By way of example, he says some teams from last year’s challenge included social scientists, biologists, chemists and statisticians, in addition to engineers and computer scientists.
“One of [last year’s] teams had a child of a farm worker. He goes to UC Santa Cruz and didn’t imagine himself as the engineer of an agtech solution. So the program is providing kids with the confidence to produce a real-world solution.”
Learnings from year one
For the Challenge, students work with California-based farm-ng, which makes a small-format “micro-tractor” robot. Organizers chose the product partially thanks to its small format and low cost, says Youtsey.

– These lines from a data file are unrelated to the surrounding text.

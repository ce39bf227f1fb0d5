//! Bitmap upload frames.
//!
//! An image is sent as `0x15` chunks, then the terminator, then a CRC frame
//! over the address prefix and the image bytes.

use super::opcodes::{OP_BITMAP_CHUNK, OP_BITMAP_CRC, OP_BITMAP_END};

pub const CHUNK_SIZE: usize = 194;
pub const ADDRESS_PREFIX: [u8; 4] = [0x00, 0x1C, 0x00, 0x00];
pub const TERMINATOR: [u8; 3] = [OP_BITMAP_END, 0x0D, 0x0E];

/// Chunk frames `[0x15, seq] + slice`; the first also carries the address
/// prefix. Empty images produce no frames.
pub fn chunk_frames(image: &[u8]) -> Vec<Vec<u8>> {
    image
        .chunks(CHUNK_SIZE)
        .enumerate()
        .map(|(index, slice)| {
            let mut frame = Vec::with_capacity(2 + ADDRESS_PREFIX.len() + slice.len());
            frame.push(OP_BITMAP_CHUNK);
            frame.push(index as u8);
            if index == 0 {
                frame.extend_from_slice(&ADDRESS_PREFIX);
            }
            frame.extend_from_slice(slice);
            frame
        })
        .collect()
}

pub fn terminator() -> Vec<u8> {
    TERMINATOR.to_vec()
}

/// `[0x16] + crc32(prefix ‖ image)` in big-endian order.
pub fn crc_frame(image: &[u8]) -> Vec<u8> {
    let crc = crc32([&ADDRESS_PREFIX[..], image]);
    let mut frame = vec![OP_BITMAP_CRC];
    frame.extend_from_slice(&crc.to_be_bytes());
    frame
}

/// Every frame needed to upload `image`, in send order.
pub fn upload_frames(image: &[u8]) -> Vec<Vec<u8>> {
    let mut frames = chunk_frames(image);
    if !frames.is_empty() {
        frames.push(terminator());
        frames.push(crc_frame(image));
    }
    frames
}

/// CRC-32 (IEEE) over the concatenated parts.
fn crc32<'a>(parts: impl IntoIterator<Item = &'a [u8]>) -> u32 {
    let mut hasher = crc32fast::Hasher::new();
    for part in parts {
        hasher.update(part);
    }
    hasher.finalize()
}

“We thought, ‘Let’s try to actually get all these universities trying to get kids into agtech and pair up a commercial-scale platform with the best and brightest of our undergraduate universities all over the US.”
The inaugural event hosted 17 teams across 15 universities in the United States — about 160 students total, he adds.
That $20,000 price tag on each individual robot is big barrier to many universities, he says. “It’s not a lot of money, but it’s hard to find on a dime for a university.”
Thanks to grant funds, Farm Robotics Challenge was able to buy 11 [Farm NG] robots and loan them out to the participating universities.
However, he notes that a major learning from the first year of the challenge is that the Challenge will need to continue to find “creative ways to fund robot purchases” for these universities.
There’s also a layer of fundamental knowledge about robotic operating systems that even the brightest students need in order to work with the machines.
“We need to do some underlying training for the kids to get them to a baseline level so they can create real [robotics] solutions that work,” he explains. “And we need to do a tad bit more to make sure they have a real good set of potential problems to solve for real growers’ solutions — whether it’s a really small grower or a very large farm.”
Shifts are happening, he says. Thanks to the tech downturn, would-be employees of SaaS startups are leaving Silicon Valley and heading to food valleys like Salinas.
“The supply of agtech workers is only as good as the amount of agtech companies out there,” he adds. “There are quite a few young engineers, computer scientists and students that are really interested in going into that field. But there have to be ready jobs available to support that.”